§ TASK DIRECTIONS: Word for word, restate the lines of the data from the first through the one containing "and per-endpoint request counters", and nothing else.

§ INFORMATION PROVIDED:
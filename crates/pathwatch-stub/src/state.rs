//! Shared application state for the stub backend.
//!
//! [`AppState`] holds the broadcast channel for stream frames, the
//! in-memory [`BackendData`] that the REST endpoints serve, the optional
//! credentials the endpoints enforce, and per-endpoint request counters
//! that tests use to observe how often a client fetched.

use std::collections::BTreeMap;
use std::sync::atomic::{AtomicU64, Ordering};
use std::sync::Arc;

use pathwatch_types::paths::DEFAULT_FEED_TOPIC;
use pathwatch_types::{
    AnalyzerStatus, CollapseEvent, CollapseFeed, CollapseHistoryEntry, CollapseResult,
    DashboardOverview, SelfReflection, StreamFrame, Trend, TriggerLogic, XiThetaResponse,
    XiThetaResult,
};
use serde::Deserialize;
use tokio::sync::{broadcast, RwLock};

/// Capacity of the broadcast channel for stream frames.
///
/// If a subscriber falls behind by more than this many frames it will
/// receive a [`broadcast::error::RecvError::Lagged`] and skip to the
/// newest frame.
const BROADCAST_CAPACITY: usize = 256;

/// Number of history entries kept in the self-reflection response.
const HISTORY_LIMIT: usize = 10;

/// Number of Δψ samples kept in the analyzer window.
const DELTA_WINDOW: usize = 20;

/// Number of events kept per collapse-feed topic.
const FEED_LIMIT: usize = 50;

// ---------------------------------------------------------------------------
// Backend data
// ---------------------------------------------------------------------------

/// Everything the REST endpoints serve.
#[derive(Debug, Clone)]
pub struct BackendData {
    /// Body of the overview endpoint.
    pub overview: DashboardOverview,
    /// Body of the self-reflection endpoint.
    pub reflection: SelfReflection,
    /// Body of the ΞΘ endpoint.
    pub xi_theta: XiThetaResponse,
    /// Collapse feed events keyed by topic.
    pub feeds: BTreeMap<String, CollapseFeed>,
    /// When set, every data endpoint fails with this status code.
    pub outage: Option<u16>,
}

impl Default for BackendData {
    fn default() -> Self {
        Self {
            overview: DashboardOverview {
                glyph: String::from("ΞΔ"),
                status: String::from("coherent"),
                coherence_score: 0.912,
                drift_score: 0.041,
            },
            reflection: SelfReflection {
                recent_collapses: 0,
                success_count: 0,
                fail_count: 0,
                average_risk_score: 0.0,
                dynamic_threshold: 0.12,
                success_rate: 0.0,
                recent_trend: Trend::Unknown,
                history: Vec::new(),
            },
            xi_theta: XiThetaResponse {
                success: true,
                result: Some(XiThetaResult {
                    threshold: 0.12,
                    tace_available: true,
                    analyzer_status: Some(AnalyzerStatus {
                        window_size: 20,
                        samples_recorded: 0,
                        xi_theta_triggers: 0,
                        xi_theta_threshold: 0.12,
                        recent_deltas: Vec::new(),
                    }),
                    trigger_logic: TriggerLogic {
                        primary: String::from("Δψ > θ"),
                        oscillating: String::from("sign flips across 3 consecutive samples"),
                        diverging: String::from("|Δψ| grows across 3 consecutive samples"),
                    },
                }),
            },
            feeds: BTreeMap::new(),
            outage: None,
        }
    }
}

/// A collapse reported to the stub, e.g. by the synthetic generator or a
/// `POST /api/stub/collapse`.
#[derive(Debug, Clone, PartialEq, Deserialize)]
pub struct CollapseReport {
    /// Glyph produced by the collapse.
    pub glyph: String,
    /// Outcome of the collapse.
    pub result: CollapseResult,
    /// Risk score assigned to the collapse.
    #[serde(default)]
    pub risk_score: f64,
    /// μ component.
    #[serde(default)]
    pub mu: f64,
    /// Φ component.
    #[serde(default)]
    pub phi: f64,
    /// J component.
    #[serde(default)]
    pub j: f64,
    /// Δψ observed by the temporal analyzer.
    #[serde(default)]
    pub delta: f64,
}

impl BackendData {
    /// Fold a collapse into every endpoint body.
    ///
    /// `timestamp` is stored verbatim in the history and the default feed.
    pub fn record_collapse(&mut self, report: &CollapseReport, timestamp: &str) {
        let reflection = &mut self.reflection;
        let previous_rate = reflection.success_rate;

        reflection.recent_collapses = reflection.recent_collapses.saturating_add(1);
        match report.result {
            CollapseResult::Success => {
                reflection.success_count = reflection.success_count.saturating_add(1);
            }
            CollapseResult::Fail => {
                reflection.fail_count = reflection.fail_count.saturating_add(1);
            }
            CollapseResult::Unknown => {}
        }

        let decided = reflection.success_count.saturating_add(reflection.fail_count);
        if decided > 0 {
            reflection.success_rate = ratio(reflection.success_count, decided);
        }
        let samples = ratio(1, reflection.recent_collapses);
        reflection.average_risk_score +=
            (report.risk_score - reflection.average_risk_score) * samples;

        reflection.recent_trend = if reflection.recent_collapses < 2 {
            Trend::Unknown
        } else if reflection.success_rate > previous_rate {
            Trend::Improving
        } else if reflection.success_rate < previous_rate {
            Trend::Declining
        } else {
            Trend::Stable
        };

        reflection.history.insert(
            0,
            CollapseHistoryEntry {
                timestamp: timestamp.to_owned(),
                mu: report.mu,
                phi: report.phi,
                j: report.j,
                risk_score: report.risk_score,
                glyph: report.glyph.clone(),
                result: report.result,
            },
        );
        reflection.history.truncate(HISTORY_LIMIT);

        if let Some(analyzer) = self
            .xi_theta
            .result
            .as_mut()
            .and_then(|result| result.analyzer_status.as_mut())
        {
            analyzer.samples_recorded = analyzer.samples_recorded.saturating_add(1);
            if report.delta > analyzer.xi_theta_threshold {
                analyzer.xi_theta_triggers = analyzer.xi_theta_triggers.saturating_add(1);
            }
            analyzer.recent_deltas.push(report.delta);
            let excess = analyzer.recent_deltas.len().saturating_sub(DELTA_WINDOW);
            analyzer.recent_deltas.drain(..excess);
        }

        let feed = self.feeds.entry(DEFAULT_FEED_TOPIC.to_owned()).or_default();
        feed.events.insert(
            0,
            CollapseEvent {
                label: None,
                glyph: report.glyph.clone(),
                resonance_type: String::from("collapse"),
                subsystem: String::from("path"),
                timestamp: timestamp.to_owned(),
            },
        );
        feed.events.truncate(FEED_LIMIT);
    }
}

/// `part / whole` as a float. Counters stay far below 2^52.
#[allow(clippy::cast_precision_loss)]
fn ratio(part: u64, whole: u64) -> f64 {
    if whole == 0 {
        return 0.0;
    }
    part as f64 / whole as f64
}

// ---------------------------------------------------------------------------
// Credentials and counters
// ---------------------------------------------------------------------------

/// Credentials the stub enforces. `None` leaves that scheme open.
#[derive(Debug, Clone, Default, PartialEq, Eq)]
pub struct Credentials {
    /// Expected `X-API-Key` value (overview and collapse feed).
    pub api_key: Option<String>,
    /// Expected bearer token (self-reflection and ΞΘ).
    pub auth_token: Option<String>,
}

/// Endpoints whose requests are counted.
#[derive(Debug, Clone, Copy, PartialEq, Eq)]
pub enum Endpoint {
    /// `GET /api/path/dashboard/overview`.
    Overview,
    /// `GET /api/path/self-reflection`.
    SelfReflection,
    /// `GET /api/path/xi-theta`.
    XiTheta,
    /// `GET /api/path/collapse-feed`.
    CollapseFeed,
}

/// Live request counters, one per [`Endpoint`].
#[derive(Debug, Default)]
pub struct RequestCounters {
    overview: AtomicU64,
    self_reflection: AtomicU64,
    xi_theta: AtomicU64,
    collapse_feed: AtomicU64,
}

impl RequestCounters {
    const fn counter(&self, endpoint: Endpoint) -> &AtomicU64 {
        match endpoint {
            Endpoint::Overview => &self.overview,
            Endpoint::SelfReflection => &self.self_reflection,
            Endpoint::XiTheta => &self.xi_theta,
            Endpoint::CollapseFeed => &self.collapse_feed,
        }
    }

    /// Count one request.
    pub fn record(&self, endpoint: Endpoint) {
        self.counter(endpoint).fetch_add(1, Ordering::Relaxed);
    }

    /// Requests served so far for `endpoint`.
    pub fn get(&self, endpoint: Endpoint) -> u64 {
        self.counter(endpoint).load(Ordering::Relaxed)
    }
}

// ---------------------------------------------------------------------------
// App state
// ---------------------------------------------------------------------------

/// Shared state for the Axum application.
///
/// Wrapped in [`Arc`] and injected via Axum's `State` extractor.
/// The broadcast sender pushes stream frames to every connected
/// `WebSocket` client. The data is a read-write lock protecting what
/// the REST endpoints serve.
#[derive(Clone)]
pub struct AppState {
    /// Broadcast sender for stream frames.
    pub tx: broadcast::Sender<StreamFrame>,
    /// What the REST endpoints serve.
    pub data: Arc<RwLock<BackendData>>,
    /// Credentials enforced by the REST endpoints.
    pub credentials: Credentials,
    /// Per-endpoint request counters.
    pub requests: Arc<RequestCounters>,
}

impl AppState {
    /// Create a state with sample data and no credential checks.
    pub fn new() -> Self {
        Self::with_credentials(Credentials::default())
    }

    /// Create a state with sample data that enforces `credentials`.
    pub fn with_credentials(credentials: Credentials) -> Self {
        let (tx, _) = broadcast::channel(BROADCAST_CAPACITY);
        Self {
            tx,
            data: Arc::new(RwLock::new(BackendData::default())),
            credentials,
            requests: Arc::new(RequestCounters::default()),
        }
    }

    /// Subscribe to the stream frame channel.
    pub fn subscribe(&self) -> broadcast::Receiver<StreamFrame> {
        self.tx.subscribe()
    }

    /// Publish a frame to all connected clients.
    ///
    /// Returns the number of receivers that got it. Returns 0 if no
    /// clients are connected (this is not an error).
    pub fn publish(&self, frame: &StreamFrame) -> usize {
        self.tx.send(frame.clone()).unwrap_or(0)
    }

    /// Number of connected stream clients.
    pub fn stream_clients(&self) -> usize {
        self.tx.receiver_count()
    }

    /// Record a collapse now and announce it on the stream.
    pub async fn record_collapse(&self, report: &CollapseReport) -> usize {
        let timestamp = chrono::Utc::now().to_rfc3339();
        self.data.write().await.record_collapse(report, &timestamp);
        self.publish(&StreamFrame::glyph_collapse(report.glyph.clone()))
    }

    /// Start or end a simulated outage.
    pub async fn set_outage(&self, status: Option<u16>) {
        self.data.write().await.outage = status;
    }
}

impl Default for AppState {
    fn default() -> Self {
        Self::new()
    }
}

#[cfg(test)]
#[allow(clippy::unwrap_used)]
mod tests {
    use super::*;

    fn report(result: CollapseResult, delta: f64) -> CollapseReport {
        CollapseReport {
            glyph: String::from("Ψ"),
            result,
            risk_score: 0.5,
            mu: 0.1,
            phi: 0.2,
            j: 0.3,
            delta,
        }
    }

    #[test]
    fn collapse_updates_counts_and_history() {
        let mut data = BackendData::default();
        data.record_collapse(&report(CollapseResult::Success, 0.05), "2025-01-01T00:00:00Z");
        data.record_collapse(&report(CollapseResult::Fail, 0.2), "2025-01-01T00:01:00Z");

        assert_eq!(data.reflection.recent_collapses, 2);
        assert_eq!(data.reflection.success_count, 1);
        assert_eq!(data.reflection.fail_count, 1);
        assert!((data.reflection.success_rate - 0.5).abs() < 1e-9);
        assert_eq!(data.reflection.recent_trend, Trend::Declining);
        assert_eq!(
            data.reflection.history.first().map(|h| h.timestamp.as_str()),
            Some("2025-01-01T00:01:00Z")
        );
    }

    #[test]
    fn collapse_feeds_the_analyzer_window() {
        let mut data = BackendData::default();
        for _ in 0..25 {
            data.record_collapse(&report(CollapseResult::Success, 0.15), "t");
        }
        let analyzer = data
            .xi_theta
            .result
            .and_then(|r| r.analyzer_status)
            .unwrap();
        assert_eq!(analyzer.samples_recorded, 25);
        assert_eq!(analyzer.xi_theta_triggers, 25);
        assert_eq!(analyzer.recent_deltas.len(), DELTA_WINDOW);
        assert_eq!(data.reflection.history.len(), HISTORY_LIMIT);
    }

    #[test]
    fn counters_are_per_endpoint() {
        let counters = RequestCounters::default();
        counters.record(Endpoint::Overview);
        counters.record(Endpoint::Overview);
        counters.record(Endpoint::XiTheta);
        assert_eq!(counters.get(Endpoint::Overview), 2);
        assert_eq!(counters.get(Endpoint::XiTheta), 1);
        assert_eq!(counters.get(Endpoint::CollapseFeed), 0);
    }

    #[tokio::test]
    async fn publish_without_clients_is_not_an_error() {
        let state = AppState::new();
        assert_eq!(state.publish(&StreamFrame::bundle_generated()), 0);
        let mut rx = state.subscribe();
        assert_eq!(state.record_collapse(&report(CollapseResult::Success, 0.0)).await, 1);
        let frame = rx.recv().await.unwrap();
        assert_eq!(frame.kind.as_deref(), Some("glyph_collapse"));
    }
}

§ COMPLETED TASK:
filename crates/pathwatch-stub/src/state.rs
//! Shared application state for the stub backend.
//!
//! [`AppState`] holds the broadcast channel for stream frames, the
//! in-memory [`BackendData`] that the REST endpoints serve, the optional
//! credentials the endpoints enforce, and per-endpoint request counters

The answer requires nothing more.